(Provided data begins)

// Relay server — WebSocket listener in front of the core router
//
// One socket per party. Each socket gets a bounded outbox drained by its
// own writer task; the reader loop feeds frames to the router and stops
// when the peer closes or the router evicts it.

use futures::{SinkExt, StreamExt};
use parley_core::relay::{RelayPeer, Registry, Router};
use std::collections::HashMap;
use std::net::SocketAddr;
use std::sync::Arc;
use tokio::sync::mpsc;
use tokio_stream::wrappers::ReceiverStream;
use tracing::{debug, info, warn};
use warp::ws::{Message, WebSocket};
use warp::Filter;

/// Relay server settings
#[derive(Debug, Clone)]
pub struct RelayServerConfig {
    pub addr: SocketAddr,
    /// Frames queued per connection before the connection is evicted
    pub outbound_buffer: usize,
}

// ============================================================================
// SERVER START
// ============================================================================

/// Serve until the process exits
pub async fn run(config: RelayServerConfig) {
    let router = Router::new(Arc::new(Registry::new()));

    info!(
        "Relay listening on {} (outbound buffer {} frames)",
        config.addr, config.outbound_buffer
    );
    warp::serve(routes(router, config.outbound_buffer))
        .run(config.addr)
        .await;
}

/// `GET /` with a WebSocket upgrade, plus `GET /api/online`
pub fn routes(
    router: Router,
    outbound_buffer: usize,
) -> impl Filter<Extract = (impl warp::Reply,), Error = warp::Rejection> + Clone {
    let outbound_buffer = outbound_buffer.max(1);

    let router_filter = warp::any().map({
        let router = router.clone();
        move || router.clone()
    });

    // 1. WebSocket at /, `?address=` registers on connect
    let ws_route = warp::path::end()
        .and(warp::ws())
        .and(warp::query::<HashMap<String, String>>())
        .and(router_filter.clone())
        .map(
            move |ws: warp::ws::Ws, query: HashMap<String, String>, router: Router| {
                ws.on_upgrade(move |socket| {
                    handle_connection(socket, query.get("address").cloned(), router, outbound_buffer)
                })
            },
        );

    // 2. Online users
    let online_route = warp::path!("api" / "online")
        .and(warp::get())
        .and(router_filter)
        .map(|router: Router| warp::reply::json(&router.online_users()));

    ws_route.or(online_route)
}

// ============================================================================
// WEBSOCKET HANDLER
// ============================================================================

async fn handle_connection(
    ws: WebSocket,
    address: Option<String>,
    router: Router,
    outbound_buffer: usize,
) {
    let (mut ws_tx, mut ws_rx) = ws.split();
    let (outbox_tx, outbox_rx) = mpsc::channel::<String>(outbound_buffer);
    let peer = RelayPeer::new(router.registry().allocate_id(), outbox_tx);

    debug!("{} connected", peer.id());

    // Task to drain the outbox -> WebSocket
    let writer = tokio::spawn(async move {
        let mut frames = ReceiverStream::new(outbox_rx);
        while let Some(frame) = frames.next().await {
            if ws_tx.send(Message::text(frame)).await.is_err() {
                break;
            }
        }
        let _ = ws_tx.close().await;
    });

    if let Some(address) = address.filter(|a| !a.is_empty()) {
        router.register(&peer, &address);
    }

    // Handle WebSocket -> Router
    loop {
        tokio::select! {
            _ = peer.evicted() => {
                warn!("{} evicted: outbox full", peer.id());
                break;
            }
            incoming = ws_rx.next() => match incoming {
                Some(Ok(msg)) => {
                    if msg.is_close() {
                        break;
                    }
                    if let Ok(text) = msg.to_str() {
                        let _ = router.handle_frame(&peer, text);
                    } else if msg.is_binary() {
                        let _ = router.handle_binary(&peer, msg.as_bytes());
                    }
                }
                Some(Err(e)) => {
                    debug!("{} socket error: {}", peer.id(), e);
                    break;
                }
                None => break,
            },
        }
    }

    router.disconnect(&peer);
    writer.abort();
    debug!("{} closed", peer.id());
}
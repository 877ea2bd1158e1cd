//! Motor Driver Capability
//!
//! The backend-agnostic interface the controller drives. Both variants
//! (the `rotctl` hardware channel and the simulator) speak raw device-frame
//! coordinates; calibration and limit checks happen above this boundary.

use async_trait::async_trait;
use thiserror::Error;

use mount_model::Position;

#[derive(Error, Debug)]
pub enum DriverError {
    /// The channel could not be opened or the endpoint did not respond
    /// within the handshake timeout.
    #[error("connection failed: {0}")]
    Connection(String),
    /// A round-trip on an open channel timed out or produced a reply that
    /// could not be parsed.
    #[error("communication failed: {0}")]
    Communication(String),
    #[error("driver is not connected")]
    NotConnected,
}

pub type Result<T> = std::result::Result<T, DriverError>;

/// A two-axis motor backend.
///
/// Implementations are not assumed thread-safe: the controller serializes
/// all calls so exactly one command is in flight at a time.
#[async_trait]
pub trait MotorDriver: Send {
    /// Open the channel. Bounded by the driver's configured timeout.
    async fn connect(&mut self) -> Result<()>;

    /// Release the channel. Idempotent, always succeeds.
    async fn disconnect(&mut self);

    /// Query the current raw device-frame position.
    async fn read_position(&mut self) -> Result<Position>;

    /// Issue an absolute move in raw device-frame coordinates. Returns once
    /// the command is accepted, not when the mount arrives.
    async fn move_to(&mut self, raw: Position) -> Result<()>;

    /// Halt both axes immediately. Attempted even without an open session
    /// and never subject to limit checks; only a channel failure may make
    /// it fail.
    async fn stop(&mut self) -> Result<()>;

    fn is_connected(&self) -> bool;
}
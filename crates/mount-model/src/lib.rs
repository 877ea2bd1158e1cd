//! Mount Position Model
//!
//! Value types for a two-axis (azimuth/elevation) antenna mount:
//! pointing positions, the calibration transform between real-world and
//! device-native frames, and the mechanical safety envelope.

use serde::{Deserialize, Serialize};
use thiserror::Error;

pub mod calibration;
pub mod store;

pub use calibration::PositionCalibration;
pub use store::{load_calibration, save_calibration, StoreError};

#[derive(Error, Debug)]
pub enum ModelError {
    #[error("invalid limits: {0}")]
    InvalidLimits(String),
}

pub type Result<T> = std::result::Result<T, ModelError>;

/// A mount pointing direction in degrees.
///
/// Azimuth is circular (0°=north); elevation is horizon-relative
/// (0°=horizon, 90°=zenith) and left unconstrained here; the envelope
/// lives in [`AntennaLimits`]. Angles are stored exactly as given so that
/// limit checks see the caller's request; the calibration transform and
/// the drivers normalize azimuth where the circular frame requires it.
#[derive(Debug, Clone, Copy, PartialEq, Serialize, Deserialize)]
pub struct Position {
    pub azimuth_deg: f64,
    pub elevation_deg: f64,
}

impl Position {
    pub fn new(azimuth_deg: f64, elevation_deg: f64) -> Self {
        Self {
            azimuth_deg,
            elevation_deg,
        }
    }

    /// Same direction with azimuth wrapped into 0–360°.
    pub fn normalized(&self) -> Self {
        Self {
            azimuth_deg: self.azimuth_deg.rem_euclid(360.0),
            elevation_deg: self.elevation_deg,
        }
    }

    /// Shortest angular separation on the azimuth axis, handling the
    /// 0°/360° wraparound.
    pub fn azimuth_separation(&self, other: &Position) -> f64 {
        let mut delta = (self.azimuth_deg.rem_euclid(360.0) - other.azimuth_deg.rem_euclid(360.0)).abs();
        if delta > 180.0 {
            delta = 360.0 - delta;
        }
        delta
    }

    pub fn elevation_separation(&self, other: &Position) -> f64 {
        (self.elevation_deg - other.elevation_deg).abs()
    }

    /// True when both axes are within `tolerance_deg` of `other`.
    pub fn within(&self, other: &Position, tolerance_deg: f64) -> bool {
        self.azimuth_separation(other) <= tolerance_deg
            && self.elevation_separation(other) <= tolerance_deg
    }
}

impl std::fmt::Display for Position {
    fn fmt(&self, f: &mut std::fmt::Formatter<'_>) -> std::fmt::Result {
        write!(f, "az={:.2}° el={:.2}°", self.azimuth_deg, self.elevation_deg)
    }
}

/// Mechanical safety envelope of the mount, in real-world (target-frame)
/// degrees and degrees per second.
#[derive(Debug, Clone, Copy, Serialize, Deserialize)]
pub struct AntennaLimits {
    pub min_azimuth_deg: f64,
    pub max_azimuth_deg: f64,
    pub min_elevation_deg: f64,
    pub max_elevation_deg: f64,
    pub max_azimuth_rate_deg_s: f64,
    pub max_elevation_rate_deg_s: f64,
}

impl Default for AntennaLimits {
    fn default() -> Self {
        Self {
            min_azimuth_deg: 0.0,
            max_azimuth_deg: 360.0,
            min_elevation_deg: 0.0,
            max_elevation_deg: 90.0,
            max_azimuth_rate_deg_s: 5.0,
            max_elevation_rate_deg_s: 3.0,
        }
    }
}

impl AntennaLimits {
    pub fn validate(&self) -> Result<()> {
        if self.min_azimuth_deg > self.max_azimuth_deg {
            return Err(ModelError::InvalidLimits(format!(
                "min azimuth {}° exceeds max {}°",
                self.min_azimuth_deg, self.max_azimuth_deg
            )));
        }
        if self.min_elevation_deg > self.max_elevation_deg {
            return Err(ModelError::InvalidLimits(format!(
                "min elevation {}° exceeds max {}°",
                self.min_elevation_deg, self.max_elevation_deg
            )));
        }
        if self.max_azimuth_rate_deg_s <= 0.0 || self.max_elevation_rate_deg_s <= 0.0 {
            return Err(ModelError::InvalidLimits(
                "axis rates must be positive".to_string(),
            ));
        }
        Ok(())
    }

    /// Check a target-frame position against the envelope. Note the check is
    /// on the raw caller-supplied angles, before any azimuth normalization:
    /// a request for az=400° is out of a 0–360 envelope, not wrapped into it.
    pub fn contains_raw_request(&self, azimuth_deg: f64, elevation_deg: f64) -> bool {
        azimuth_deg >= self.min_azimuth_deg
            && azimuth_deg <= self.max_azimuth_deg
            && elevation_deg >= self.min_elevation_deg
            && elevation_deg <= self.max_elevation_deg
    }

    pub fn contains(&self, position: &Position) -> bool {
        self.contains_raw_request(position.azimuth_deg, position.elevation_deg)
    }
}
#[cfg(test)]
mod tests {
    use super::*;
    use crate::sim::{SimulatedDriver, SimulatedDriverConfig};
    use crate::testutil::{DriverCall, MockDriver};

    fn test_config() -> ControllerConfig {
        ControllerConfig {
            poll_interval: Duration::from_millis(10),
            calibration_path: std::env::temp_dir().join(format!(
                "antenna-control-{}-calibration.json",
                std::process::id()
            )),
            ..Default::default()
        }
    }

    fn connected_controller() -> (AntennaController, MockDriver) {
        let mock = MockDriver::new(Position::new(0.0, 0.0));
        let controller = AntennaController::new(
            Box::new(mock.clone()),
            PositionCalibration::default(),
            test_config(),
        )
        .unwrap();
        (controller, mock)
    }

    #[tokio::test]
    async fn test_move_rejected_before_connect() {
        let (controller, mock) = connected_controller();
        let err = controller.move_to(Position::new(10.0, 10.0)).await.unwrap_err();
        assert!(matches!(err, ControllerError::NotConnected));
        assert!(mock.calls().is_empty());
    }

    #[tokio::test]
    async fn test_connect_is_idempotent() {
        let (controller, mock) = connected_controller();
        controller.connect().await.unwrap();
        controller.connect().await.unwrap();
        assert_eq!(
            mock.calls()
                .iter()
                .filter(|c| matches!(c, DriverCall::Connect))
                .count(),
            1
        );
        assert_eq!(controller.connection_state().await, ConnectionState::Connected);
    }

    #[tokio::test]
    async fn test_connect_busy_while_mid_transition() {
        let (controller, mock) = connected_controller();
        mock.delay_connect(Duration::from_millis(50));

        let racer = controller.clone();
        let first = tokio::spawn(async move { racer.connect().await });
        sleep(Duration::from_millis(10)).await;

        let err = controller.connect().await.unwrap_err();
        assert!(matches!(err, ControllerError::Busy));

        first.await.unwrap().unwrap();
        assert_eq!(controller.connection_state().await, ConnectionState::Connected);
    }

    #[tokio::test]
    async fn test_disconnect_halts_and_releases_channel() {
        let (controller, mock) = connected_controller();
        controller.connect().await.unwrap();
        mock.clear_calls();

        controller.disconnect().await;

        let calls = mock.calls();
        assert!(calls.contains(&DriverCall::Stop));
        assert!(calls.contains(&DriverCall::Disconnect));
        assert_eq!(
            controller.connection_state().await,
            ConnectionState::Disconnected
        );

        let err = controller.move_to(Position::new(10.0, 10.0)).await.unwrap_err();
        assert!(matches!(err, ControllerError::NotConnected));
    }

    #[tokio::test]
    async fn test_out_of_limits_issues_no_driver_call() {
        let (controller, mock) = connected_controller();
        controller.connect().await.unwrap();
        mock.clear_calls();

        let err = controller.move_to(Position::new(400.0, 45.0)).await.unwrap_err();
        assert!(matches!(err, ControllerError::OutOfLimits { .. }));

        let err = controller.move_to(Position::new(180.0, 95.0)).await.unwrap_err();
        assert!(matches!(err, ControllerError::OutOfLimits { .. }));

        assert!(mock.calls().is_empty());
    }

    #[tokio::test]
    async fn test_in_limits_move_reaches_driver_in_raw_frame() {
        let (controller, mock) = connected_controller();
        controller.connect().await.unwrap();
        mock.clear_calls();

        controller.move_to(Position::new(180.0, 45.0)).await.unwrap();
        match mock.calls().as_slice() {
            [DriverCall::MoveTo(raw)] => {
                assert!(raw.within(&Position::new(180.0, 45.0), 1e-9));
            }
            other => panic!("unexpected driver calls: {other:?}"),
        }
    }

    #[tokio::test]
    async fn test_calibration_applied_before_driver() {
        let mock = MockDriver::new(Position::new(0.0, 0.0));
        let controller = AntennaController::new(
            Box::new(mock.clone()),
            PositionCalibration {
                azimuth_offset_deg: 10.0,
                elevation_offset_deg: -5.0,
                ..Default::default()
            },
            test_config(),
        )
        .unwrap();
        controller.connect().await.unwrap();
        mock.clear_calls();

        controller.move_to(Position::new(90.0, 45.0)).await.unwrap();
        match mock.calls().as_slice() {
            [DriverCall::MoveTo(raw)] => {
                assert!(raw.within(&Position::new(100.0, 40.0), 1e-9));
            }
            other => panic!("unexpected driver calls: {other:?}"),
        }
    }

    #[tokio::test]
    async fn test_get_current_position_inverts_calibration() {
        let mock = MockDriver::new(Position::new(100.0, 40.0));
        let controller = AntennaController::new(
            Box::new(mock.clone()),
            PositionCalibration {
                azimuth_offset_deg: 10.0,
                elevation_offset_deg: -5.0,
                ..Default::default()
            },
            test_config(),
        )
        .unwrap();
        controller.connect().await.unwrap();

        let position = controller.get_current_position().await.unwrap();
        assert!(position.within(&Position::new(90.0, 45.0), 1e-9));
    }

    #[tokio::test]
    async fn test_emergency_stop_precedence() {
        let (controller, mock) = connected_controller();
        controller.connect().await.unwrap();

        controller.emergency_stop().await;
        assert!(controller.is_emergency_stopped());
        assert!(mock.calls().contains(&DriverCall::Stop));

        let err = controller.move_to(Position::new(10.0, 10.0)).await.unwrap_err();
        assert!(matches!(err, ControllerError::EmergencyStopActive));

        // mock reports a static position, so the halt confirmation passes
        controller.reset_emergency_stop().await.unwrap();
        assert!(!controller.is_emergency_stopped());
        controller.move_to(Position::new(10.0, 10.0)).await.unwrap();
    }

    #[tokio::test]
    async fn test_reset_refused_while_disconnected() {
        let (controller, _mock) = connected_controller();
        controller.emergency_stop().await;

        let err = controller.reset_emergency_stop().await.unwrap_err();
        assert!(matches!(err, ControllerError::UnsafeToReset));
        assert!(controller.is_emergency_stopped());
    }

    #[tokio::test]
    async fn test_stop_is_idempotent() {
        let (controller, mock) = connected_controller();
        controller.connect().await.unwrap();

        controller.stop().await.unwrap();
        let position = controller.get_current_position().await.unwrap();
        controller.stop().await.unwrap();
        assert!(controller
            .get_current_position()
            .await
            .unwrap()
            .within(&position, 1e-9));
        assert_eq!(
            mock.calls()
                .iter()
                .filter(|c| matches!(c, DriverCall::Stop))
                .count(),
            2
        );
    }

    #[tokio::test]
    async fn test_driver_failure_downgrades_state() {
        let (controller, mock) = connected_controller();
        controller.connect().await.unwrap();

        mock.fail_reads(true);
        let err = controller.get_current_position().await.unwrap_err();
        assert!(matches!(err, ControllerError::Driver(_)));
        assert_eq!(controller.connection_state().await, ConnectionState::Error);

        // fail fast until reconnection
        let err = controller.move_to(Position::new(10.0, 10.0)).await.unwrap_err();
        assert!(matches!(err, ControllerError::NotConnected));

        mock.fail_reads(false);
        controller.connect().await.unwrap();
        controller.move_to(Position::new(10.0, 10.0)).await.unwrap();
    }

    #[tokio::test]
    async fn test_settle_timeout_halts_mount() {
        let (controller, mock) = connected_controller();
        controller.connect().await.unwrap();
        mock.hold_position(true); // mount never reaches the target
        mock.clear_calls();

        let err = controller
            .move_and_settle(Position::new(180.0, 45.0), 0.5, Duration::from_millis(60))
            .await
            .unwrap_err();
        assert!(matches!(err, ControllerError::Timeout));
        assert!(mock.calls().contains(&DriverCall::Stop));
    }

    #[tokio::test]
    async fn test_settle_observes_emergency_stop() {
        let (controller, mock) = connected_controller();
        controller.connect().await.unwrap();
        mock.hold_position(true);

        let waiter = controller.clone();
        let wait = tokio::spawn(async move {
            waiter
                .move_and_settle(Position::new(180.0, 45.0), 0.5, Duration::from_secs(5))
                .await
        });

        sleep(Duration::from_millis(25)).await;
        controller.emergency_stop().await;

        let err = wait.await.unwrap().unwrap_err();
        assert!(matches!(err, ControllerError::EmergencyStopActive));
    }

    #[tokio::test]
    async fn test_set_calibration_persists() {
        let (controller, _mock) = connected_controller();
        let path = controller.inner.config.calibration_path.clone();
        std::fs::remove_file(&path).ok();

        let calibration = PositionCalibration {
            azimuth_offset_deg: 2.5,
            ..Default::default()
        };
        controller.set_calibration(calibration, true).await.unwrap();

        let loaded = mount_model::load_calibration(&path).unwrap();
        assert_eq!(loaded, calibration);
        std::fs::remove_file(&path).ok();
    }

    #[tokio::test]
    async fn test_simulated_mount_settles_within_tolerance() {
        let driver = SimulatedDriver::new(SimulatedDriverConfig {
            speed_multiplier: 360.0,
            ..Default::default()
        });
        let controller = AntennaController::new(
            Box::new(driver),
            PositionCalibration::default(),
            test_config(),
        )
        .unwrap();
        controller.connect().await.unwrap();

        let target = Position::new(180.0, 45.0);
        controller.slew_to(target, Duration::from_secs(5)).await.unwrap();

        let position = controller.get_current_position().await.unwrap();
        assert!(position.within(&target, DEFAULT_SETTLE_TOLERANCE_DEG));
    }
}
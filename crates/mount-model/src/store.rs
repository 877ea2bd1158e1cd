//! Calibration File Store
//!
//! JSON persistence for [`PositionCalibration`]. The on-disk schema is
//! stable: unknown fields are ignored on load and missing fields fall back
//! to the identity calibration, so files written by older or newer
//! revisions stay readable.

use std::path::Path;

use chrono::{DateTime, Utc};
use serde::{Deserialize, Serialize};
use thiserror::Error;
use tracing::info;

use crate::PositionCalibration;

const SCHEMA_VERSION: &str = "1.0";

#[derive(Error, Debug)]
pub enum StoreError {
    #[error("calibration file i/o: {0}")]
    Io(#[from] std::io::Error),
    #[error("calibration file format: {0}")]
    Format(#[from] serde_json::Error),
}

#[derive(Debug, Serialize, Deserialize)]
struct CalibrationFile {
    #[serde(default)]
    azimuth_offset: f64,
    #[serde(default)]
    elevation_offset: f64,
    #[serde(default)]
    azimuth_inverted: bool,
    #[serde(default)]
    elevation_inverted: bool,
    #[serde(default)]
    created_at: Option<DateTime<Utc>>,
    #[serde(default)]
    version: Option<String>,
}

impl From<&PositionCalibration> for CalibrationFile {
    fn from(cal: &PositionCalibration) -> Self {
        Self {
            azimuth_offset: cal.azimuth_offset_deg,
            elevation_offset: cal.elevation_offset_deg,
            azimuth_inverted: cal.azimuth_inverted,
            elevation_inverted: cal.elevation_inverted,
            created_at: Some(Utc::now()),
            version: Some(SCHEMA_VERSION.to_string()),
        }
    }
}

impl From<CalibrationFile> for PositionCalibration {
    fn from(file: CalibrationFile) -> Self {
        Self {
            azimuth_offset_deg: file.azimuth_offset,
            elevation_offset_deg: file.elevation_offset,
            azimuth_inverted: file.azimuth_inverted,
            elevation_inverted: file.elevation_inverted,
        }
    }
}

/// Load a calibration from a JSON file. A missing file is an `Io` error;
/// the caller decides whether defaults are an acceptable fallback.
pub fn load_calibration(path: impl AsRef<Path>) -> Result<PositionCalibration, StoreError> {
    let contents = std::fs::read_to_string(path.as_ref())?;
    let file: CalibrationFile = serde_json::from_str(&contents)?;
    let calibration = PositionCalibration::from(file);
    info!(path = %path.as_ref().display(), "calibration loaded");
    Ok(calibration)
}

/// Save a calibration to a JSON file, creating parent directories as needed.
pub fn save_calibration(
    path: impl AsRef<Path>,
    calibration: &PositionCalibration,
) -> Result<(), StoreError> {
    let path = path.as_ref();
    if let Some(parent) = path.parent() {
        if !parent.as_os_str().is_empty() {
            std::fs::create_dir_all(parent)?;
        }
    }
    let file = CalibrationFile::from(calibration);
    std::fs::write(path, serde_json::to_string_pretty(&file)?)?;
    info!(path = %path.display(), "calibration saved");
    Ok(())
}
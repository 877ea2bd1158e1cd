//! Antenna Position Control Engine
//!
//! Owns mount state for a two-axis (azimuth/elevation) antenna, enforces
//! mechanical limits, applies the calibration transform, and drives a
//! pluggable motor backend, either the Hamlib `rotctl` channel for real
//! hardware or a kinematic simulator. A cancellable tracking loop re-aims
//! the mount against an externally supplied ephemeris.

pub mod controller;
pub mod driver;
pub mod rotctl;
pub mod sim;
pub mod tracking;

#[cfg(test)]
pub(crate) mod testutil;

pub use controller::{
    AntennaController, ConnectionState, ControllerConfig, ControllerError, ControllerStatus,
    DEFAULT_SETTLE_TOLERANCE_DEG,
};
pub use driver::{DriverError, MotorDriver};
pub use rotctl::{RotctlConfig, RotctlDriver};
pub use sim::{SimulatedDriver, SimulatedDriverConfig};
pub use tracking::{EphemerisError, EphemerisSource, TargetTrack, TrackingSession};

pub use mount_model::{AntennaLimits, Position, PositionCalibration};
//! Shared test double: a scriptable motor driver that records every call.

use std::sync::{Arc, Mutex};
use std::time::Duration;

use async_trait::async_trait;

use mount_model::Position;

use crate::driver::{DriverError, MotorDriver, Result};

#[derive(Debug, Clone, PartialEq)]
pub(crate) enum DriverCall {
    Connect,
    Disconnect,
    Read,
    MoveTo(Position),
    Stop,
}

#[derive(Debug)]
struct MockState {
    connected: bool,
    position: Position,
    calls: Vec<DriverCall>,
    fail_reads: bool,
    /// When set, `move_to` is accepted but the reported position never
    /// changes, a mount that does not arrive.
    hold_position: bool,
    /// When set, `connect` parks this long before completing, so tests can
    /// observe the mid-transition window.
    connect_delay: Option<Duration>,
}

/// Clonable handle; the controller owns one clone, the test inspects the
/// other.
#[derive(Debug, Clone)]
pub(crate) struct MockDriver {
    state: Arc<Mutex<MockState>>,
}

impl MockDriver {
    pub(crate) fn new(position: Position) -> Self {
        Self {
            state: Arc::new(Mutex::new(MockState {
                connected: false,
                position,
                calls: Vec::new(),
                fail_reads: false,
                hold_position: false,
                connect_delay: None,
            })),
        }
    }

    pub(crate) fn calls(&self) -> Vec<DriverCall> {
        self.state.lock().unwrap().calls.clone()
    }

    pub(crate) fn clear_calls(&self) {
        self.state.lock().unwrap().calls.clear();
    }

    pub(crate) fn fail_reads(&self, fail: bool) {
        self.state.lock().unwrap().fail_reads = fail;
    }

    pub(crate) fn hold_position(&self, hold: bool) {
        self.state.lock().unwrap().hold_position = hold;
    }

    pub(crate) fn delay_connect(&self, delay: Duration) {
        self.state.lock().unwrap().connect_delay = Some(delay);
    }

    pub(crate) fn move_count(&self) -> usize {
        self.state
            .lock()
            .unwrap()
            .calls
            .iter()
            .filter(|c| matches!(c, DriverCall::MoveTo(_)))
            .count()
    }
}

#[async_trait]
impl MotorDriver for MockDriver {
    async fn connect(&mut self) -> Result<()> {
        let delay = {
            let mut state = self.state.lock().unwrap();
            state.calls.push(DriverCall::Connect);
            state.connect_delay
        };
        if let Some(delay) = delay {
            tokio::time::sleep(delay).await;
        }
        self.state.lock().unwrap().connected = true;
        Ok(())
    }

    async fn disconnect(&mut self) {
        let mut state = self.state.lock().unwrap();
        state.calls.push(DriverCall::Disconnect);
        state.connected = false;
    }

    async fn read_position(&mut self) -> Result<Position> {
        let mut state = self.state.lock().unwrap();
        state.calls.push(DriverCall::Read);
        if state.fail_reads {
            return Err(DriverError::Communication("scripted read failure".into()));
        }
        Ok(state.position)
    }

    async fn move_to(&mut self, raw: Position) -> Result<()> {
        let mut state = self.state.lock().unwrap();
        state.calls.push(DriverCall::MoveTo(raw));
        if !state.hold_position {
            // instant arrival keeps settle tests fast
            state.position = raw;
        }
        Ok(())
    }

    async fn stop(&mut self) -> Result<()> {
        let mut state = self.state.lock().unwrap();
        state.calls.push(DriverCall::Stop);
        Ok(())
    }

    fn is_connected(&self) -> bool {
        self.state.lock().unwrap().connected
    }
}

(Provided data ends)

Repeat the records above line by line, from the first line through the line that contains "use tokio::sync::mpsc;".

// Relay server — WebSocket listener in front of the core router
//
// One socket per party. Each socket gets a bounded outbox drained by its
// own writer task; the reader loop feeds frames to the router and stops
// when the peer closes or the router evicts it.

use futures::{SinkExt, StreamExt};
use parley_core::relay::{RelayPeer, Registry, Router};
use std::collections::HashMap;
use std::net::SocketAddr;
use std::sync::Arc;
use tokio::sync::mpsc;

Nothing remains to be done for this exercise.